Sellers can usually remove built-ins without causing structural problems, but the process of ripping them out, hauling them away, and patching and painting newly exposed walls, floors, and ceilings is expensive, says Chicago designer Mitchell Putlack: “I recommend leaving them unless they’re so outdated. In most cases, they can be remodeled.”
But even when sellers choose to leave them in, questions may arise about how to improve their appearance. You may even want raise the subject with seller clients. “You don’t want to create an awkward discussion point with a potential buyer about how they’ll be handled,” says Jennifer Howard, owner of JWH Design & Cabinetry in suburban New York. Here are five changes you can suggest to give built-ins a new, hip lifeline.
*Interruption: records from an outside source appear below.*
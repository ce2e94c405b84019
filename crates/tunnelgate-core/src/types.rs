//! Payloads carried inside request and certificate extensions

use chrono::{DateTime, Utc};
use serde::{Deserialize, Serialize};

/// Claims a requesting machine embeds in its CSR
#[derive(Debug, Clone, PartialEq, Eq, Serialize, Deserialize)]
#[serde(rename_all = "camelCase")]
pub struct RequestClaims {
    /// Fingerprint of the requesting host
    pub machine_id: String,

    /// When the request was built
    pub requested_at: DateTime<Utc>,
}

/// Snapshot of a channel record, embedded in the issued certificate
///
/// The agent launches the tunnel client from these fields alone, so every
/// value needed on the requester side has to be here.
#[derive(Debug, Clone, PartialEq, Eq, Serialize, Deserialize)]
#[serde(rename_all = "camelCase")]
pub struct ChannelGrant {
    /// Store-assigned channel id
    pub channel_id: i64,

    /// Free-text description supplied at issuance
    pub description: String,

    /// Broker bridge host the tunnel client connects to
    pub broker_host: String,

    /// Broker-side client id
    pub client_id: i64,

    /// Broker-side client verify key
    pub client_key: String,

    /// Broker-side tunnel id
    pub tunnel_id: i64,

    /// Port the broker allocated for the tunnel
    pub tunnel_port: u16,

    /// Owning machine
    pub machine_id: String,

    /// When the grant stops being honored
    pub expires_at: DateTime<Utc>,
}

impl ChannelGrant {
    /// Whether the grant has lapsed at `now`
    pub fn is_expired_at(&self, now: DateTime<Utc>) -> bool {
        self.expires_at <= now
    }

    /// Whether the grant carries enough to launch a tunnel client
    pub fn has_launch_credentials(&self) -> bool {
        !self.broker_host.trim().is_empty() && !self.client_key.trim().is_empty()
    }
}

#[cfg(test)]
mod tests {
    use super::*;
    use chrono::Duration;

    fn grant() -> ChannelGrant {
        ChannelGrant {
            channel_id: 7,
            description: "lab printer".into(),
            broker_host: "nps.example:8024".into(),
            client_id: 11,
            client_key: "m-1700000000".into(),
            tunnel_id: 13,
            tunnel_port: 40001,
            machine_id: "abc".into(),
            expires_at: Utc::now() + Duration::days(1),
        }
    }

    #[test]
    fn test_grant_wire_names() {
        let value = serde_json::to_value(grant()).unwrap();
        assert_eq!(value["channelId"], 7);
        assert_eq!(value["tunnelPort"], 40001);
        assert_eq!(value["brokerHost"], "nps.example:8024");
        assert!(value["expiresAt"].is_string());
    }

    #[test]
    fn test_expiry() {
        let g = grant();
        assert!(!g.is_expired_at(Utc::now()));
        assert!(g.is_expired_at(g.expires_at + Duration::seconds(1)));
    }

    #[test]
    fn test_launch_credentials_required() {
        let mut g = grant();
        assert!(g.has_launch_credentials());
        g.client_key = "  ".into();
        assert!(!g.has_launch_credentials());
        g.client_key = "k".into();
        g.broker_host = String::new();
        assert!(!g.has_launch_credentials());
    }
}
//! Error types for broker calls

use thiserror::Error;

use crate::broker::BrokerOperation;

/// Result type for broker operations
pub type Result<T> = std::result::Result<T, BrokerError>;

/// Errors that can occur talking to the broker
#[derive(Error, Debug)]
pub enum BrokerError {
    /// Request never produced a usable response
    #[error("broker transport error: {0}")]
    Transport(String),

    /// Broker answered with a failure status
    #[error("broker rejected {operation}: {message}")]
    Rejected {
        operation: BrokerOperation,
        message: String,
    },

    /// Broker has no object with this id
    #[error("{operation}: {id} not found")]
    NotFound { operation: BrokerOperation, id: i64 },

    /// Broker answered with something we could not decode
    #[error("invalid broker response: {0}")]
    InvalidResponse(String),
}

impl BrokerError {
    /// Shorthand for a rejection
    pub fn rejected(operation: BrokerOperation, message: impl Into<String>) -> Self {
        BrokerError::Rejected {
            operation,
            message: message.into(),
        }
    }

    /// Whether the broker reported the object as missing
    pub fn is_not_found(&self) -> bool {
        matches!(self, BrokerError::NotFound { .. })
    }
}

impl From<reqwest::Error> for BrokerError {
    fn from(err: reqwest::Error) -> Self {
        BrokerError::Transport(err.to_string())
    }
}

impl From<serde_json::Error> for BrokerError {
    fn from(err: serde_json::Error) -> Self {
        BrokerError::InvalidResponse(err.to_string())
    }
}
- Paint or restain. When a house has similar architectural details to the built-ins, simply freshening up the look with an updated paint color or a lighter stain can be an eye-catching, inexpensive solution, says Decorating Den designer Sandy Kozar of Knoxville, Tenn. Try a color that matches the trim in the room for continuity, says Howard. Generally, painting is less expensive than staining, says Putlack. But always go with quality paint in a semigloss or gloss finish that can withstand the wear and tear of books and other storage, says Chicago designer Jessica Lagrange of Jessica Lagrange Interiors.
- Remove elaborate pilasters and molding that don’t fit the home’s style. Although such millwork was probably lovingly crafted, it may be too fussy for buyers who lean toward simplicity. Removing any over-the-top embellishments and leaving the rest of the built-in requires minimal touch-up work, says Putlack.
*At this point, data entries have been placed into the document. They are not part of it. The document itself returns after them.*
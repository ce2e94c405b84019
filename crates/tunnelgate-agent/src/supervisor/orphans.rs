//! Sweep for tunnel-client processes this supervisor does not own

use std::path::{Path, PathBuf};
use sysinfo::{Process, System};
use tracing::{debug, info, warn};

/// Run [`kill_orphans`] on the blocking pool
pub async fn reap_orphans(program: PathBuf) -> usize {
    match tokio::task::spawn_blocking(move || kill_orphans(&program)).await {
        Ok(killed) => killed,
        Err(e) => {
            warn!(error = %e, "Orphan sweep task failed");
            0
        }
    }
}

/// Kill every process running `program`, except this one
///
/// Returns the number of processes killed. Failures are logged. Scans the
/// process table, so call it off the async runtime.
pub fn kill_orphans(program: &Path) -> usize {
    let target = program
        .canonicalize()
        .unwrap_or_else(|_| program.to_path_buf());

    let mut system = System::new();
    system.refresh_processes();
    let own_pid = sysinfo::get_current_pid().ok();

    let mut killed = 0;
    for (pid, process) in system.processes() {
        if Some(*pid) == own_pid || !runs_program(process, &target) {
            continue;
        }
        if process.kill() {
            info!(pid = pid.as_u32(), program = %target.display(), "Killed orphaned process");
            killed += 1;
        } else {
            warn!(pid = pid.as_u32(), program = %target.display(), "Failed to kill orphaned process");
        }
    }

    debug!(program = %target.display(), killed = killed, "Orphan sweep done");
    killed
}

fn runs_program(process: &Process, program: &Path) -> bool {
    if process.exe().is_some_and(|exe| exe == program) {
        return true;
    }
    process
        .cmd()
        .first()
        .is_some_and(|arg0| Path::new(arg0) == program)
}

#[cfg(test)]
mod tests {
    use super::*;

    #[test]
    fn test_sweep_skips_unknown_program() {
        assert_eq!(kill_orphans(Path::new("/nonexistent/tunnelgate/npc")), 0);
    }

    #[tokio::test]
    async fn test_async_sweep_skips_unknown_program() {
        assert_eq!(reap_orphans(PathBuf::from("/nonexistent/tunnelgate/npc")).await, 0);
    }
}
//! Bounded channel → port cache
//!
//! Entries are never authoritative; a miss goes to the channel store once
//! and the answer is cached. Revocation removes entries explicitly.

use lru::LruCache;
use std::num::NonZeroUsize;
use std::sync::{Arc, Mutex, MutexGuard, PoisonError};
use tracing::debug;

use crate::storage::{ChannelStore, StorageError};

/// Default number of cached routes
pub const DEFAULT_CAPACITY: usize = 2000;

#[derive(Debug)]
struct Entries {
    routes: LruCache<i64, u16>,
    /// Bumped on every invalidation
    epoch: u64,
}

/// Least-recently-used cache of channel routes, backed by the channel store
#[derive(Debug)]
pub struct RouteCache {
    entries: Mutex<Entries>,
    store: Arc<dyn ChannelStore>,
}

impl RouteCache {
    /// Create a cache holding at most `capacity` routes (minimum one)
    pub fn new(store: Arc<dyn ChannelStore>, capacity: usize) -> Self {
        let capacity = NonZeroUsize::new(capacity).unwrap_or(NonZeroUsize::MIN);
        Self {
            entries: Mutex::new(Entries {
                routes: LruCache::new(capacity),
                epoch: 0,
            }),
            store,
        }
    }

    fn entries(&self) -> MutexGuard<'_, Entries> {
        self.entries.lock().unwrap_or_else(PoisonError::into_inner)
    }

    /// Backend port for `channel_id`, or `None` if no active channel has it
    ///
    /// A lookup that overlaps an invalidation answers from the store but does
    /// not populate the cache.
    pub async fn resolve(&self, channel_id: i64) -> Result<Option<u16>, StorageError> {
        let epoch = {
            let mut entries = self.entries();
            if let Some(port) = entries.routes.get(&channel_id).copied() {
                return Ok(Some(port));
            }
            entries.epoch
        };

        let Some(record) = self.store.get(channel_id).await? else {
            debug!(channel_id = channel_id, "No route for channel");
            return Ok(None);
        };

        let mut entries = self.entries();
        if entries.epoch == epoch {
            entries.routes.put(channel_id, record.tunnel_port);
            debug!(channel_id = channel_id, port = record.tunnel_port, "Cached route");
        } else {
            debug!(channel_id = channel_id, "Routes invalidated during lookup, not caching");
        }
        Ok(Some(record.tunnel_port))
    }

    /// Drop the route for `channel_id`, returning whether one was cached
    pub fn invalidate(&self, channel_id: i64) -> bool {
        let mut entries = self.entries();
        entries.epoch += 1;
        entries.routes.pop(&channel_id).is_some()
    }

    /// Whether a route is cached, without touching recency
    pub fn contains(&self, channel_id: i64) -> bool {
        self.entries().routes.contains(&channel_id)
    }

    /// Number of cached routes
    pub fn len(&self) -> usize {
        self.entries().routes.len()
    }

    pub fn is_empty(&self) -> bool {
        self.entries().routes.is_empty()
    }
}
//! Broker trait

use async_trait::async_trait;
use std::fmt;

use crate::error::Result;
use crate::types::{NewClient, NewTunnel, TunnelInfo};

/// Broker operations, for error reporting and failure injection
#[derive(Debug, Clone, Copy, PartialEq, Eq, Hash)]
pub enum BrokerOperation {
    CreateClient,
    CreateTunnel,
    GetTunnel,
    DeleteClient,
}

impl fmt::Display for BrokerOperation {
    fn fmt(&self, f: &mut fmt::Formatter<'_>) -> fmt::Result {
        match self {
            BrokerOperation::CreateClient => write!(f, "create client"),
            BrokerOperation::CreateTunnel => write!(f, "create tunnel"),
            BrokerOperation::GetTunnel => write!(f, "get tunnel"),
            BrokerOperation::DeleteClient => write!(f, "delete client"),
        }
    }
}

/// Operations tunnelgate performs against the tunnel broker
///
/// Every call either succeeds or reports a structured failure. There is no
/// retry here; callers decide what a failure means.
#[async_trait]
pub trait TunnelBroker: Send + Sync {
    /// Register a tunnel client and return its broker id
    async fn create_client(&self, client: &NewClient) -> Result<i64>;

    /// Create a tunnel for an existing client and return its broker id
    async fn create_tunnel(&self, tunnel: &NewTunnel) -> Result<i64>;

    /// Look up a tunnel, including its allocated port and client state
    async fn get_tunnel(&self, tunnel_id: i64) -> Result<TunnelInfo>;

    /// Remove a client and every tunnel it owns
    async fn delete_client(&self, client_id: i64) -> Result<()>;

    /// Get a description of this broker (for logging)
    fn description(&self) -> &str {
        "tunnel broker"
    }
}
- Change hardware. An easy switch-out is replacing knobs or pulls. However, these trends typically change fast, so make sure you’re up on the latest looks. Brass has become less popular in recent years, though washed brass is making inroads. Two finishes on the chic list nowadays are polished chrome and satin nickel, says Kozar. Often the shape of the hardware makes a big difference in the impression it leaves. Long skinny pulls have a more modern feel than round or octagonal ones.
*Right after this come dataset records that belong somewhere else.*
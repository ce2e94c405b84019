//! Supervisor behaviour against real `/bin/sh` children

use std::path::Path;
use std::sync::Arc;
use std::time::Duration;
use tokio::sync::mpsc;

use tunnelgate_agent::supervisor::{
    kill_orphans, reap_orphans, LaunchSpec, NpcClassifier, ProcessStatus, Supervisor, SupervisorError,
    SupervisorEvent, SupervisorOptions,
};

// =============================================================================
// Test Helpers
// =============================================================================

fn sh(script: &str) -> LaunchSpec {
    LaunchSpec::new("/bin/sh", vec!["-c".into(), script.into()])
}

fn options() -> SupervisorOptions {
    SupervisorOptions {
        max_restarts: 3,
        reap_orphans: false,
    }
}

fn supervisor(spec: LaunchSpec) -> Supervisor {
    Supervisor::new(spec, Arc::new(NpcClassifier), options(), None)
}

/// Poll `condition` for up to ten seconds
async fn eventually(condition: impl Fn() -> bool) -> bool {
    for _ in 0..200 {
        if condition() {
            return true;
        }
        tokio::time::sleep(Duration::from_millis(50)).await;
    }
    condition()
}

// =============================================================================
// Restart Budget
// =============================================================================

#[tokio::test]
async fn test_failure_lines_exhaust_restart_budget() {
    let supervisor = supervisor(sh("echo 'Error: connection refused'; exec sleep 30"));
    supervisor.start(true).unwrap();

    assert!(
        eventually(|| supervisor.generation() == 4 && supervisor.status() == ProcessStatus::Stopped)
            .await
    );
    assert_eq!(supervisor.restart_count(), 3);

    // No fourth restart
    tokio::time::sleep(Duration::from_millis(300)).await;
    assert_eq!(supervisor.generation(), 4);
    assert_eq!(supervisor.status(), ProcessStatus::Stopped);
}

#[tokio::test]
async fn test_unexpected_exit_uses_same_budget() {
    let supervisor = supervisor(sh("exit 1"));
    supervisor.start(true).unwrap();

    assert!(
        eventually(|| supervisor.generation() == 4 && supervisor.status() == ProcessStatus::Stopped)
            .await
    );
    assert_eq!(supervisor.restart_count(), 3);
}

#[tokio::test]
async fn test_healthy_run_resets_counter() {
    let dir = tempfile::tempdir().unwrap();
    let counter = dir.path().join("runs");
    let script = format!(
        "n=$(cat {c} 2>/dev/null || echo 0); n=$((n+1)); echo $n > {c}; \
         if [ $n -lt 3 ]; then echo Error; else echo Successful; fi; exec sleep 30",
        c = counter.display()
    );
    let supervisor = supervisor(sh(&script));
    supervisor.start(true).unwrap();

    assert!(eventually(|| supervisor.status() == ProcessStatus::Running).await);
    assert_eq!(supervisor.generation(), 3);
    assert_eq!(supervisor.restart_count(), 0);

    supervisor.stop().await;
    assert_eq!(supervisor.status(), ProcessStatus::Stopped);
}

#[tokio::test]
async fn test_stop_is_final() {
    let supervisor = supervisor(sh("sleep 0.3; echo Error; exec sleep 30"));
    supervisor.start(true).unwrap();
    supervisor.stop().await;
    assert_eq!(supervisor.status(), ProcessStatus::Stopped);

    tokio::time::sleep(Duration::from_millis(600)).await;
    assert_eq!(supervisor.status(), ProcessStatus::Stopped);
    assert_eq!(supervisor.generation(), 1);

    // Stopping twice is a no-op
    supervisor.stop().await;
    assert_eq!(supervisor.status(), ProcessStatus::Stopped);
}

#[tokio::test]
async fn test_explicit_start_after_exhaustion() {
    let supervisor = supervisor(sh("exit 1"));
    supervisor.start(true).unwrap();
    assert!(
        eventually(|| supervisor.generation() == 4 && supervisor.status() == ProcessStatus::Stopped)
            .await
    );

    supervisor.start(true).unwrap();
    assert!(
        eventually(|| supervisor.generation() == 8 && supervisor.status() == ProcessStatus::Stopped)
            .await
    );
}

#[tokio::test]
async fn test_invalid_utf8_output_is_still_classified() {
    let supervisor = supervisor(sh(
        "printf '\\377\\n'; sleep 0.3; echo 'Successful connection'; exec sleep 30",
    ));
    supervisor.start(true).unwrap();

    assert!(eventually(|| supervisor.status() == ProcessStatus::Running).await);
    assert_eq!(supervisor.generation(), 1);
    assert_eq!(supervisor.restart_count(), 0);
    supervisor.stop().await;
}

#[cfg(target_os = "linux")]
#[tokio::test]
async fn test_stop_kills_whole_process_group() {
    let dir = tempfile::tempdir().unwrap();
    let pid_file = dir.path().join("grandchild");
    let supervisor = supervisor(sh(&format!(
        "sleep 30 & echo $! > {}; exec sleep 30",
        pid_file.display()
    )));
    supervisor.start(true).unwrap();

    assert!(eventually(|| std::fs::read_to_string(&pid_file).is_ok_and(|s| s.ends_with('\n'))).await);
    let grandchild: u32 = std::fs::read_to_string(&pid_file).unwrap().trim().parse().unwrap();
    assert!(is_alive(grandchild));

    supervisor.stop().await;
    assert!(eventually(|| !is_alive(grandchild)).await);
}

/// Running and not a zombie awaiting its reaper
#[cfg(target_os = "linux")]
fn is_alive(pid: u32) -> bool {
    match std::fs::read_to_string(format!("/proc/{pid}/stat")) {
        // State follows the parenthesized command name
        Ok(stat) => stat
            .rsplit_once(')')
            .is_some_and(|(_, rest)| !rest.trim_start().starts_with(|c: char| c == 'Z' || c == 'X')),
        Err(_) => false,
    }
}

// =============================================================================
// Credential Rejection
// =============================================================================

#[tokio::test]
async fn test_rejection_is_reported_and_not_retried() {
    let (tx, mut rx) = mpsc::unbounded_channel();
    let supervisor = Supervisor::new(
        sh("echo 'Validation key incorrect'; exec sleep 30"),
        Arc::new(NpcClassifier),
        options(),
        Some(tx),
    );
    supervisor.start(true).unwrap();

    let event = tokio::time::timeout(Duration::from_secs(10), rx.recv())
        .await
        .unwrap()
        .unwrap();
    assert_eq!(
        event,
        SupervisorEvent::CredentialRejected {
            instance: supervisor.instance()
        }
    );
    assert_eq!(supervisor.status(), ProcessStatus::Stopped);

    tokio::time::sleep(Duration::from_millis(300)).await;
    assert_eq!(supervisor.generation(), 1);
}

// =============================================================================
// Spawning
// =============================================================================

#[tokio::test]
async fn test_spawn_failure_is_reported() {
    let supervisor = supervisor(LaunchSpec::new("/nonexistent/tunnelgate/npc", vec![]));
    let err = supervisor.start(true).unwrap_err();
    assert!(matches!(err, SupervisorError::Spawn { .. }));
    assert_eq!(supervisor.status(), ProcessStatus::Stopped);
}

#[tokio::test]
async fn test_arguments_are_passed() {
    let dir = tempfile::tempdir().unwrap();
    let out = dir.path().join("args");
    let supervisor = supervisor(LaunchSpec::new(
        "/bin/sh",
        vec![
            "-c".into(),
            format!("echo \"$@\" > {}; exec sleep 30", out.display()),
            "npc".into(),
            "-server=bridge:8024".into(),
            "-vkey=k".into(),
        ],
    ));
    supervisor.start(true).unwrap();

    assert!(eventually(|| std::fs::read_to_string(&out).is_ok_and(|s| s.ends_with('\n'))).await);
    assert_eq!(
        std::fs::read_to_string(&out).unwrap().trim(),
        "-server=bridge:8024 -vkey=k"
    );
    supervisor.stop().await;
}

#[test]
fn test_orphan_sweep_kills_matching_program() {
    let dir = tempfile::tempdir().unwrap();
    let program = dir.path().canonicalize().unwrap().join("npc");
    std::fs::copy(Path::new("/bin/sleep"), &program).unwrap();

    let mut orphan = std::process::Command::new(&program).arg("30").spawn().unwrap();
    std::thread::sleep(Duration::from_millis(200));

    assert!(kill_orphans(&program) >= 1);
    let status = orphan.wait().unwrap();
    assert!(!status.success());
}

#[tokio::test]
async fn test_async_orphan_sweep_kills_matching_program() {
    let dir = tempfile::tempdir().unwrap();
    let program = dir.path().canonicalize().unwrap().join("npc");
    std::fs::copy(Path::new("/bin/sleep"), &program).unwrap();

    let mut orphan = std::process::Command::new(&program).arg("30").spawn().unwrap();
    tokio::time::sleep(Duration::from_millis(200)).await;

    assert!(reap_orphans(program).await >= 1);
    assert!(!orphan.wait().unwrap().success());
}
- Change or remove cabinet and drawer fronts. If doors are overly ornate for the space, Jody Goodman Dinan, a salesperson with The Dinan Team of Coldwell Banker Residential Brokerage in Boston, often suggests switching them out for flat or Shaker style panels. Homeowners can also remove fronts entirely and finish the resulting edges, turning closed cabinetry into shelving. Designers at Chicago custom home builder BGD&C find that running shelves high on a wall offers a feeling of grandeur, while keeping the shelves open offers a greater sense of scale. A rolling ladder offers an eye-catching way to access the uppermost reaches.
- Install lighting. Adding bulbs at the top or sides of shelves can highlight displays and add drama. And by using battery-powered LEDs, homeowners can often avoid hiring an electrician. Select bulbs that work on dimmers to vary light levels and moods, says Lagrange.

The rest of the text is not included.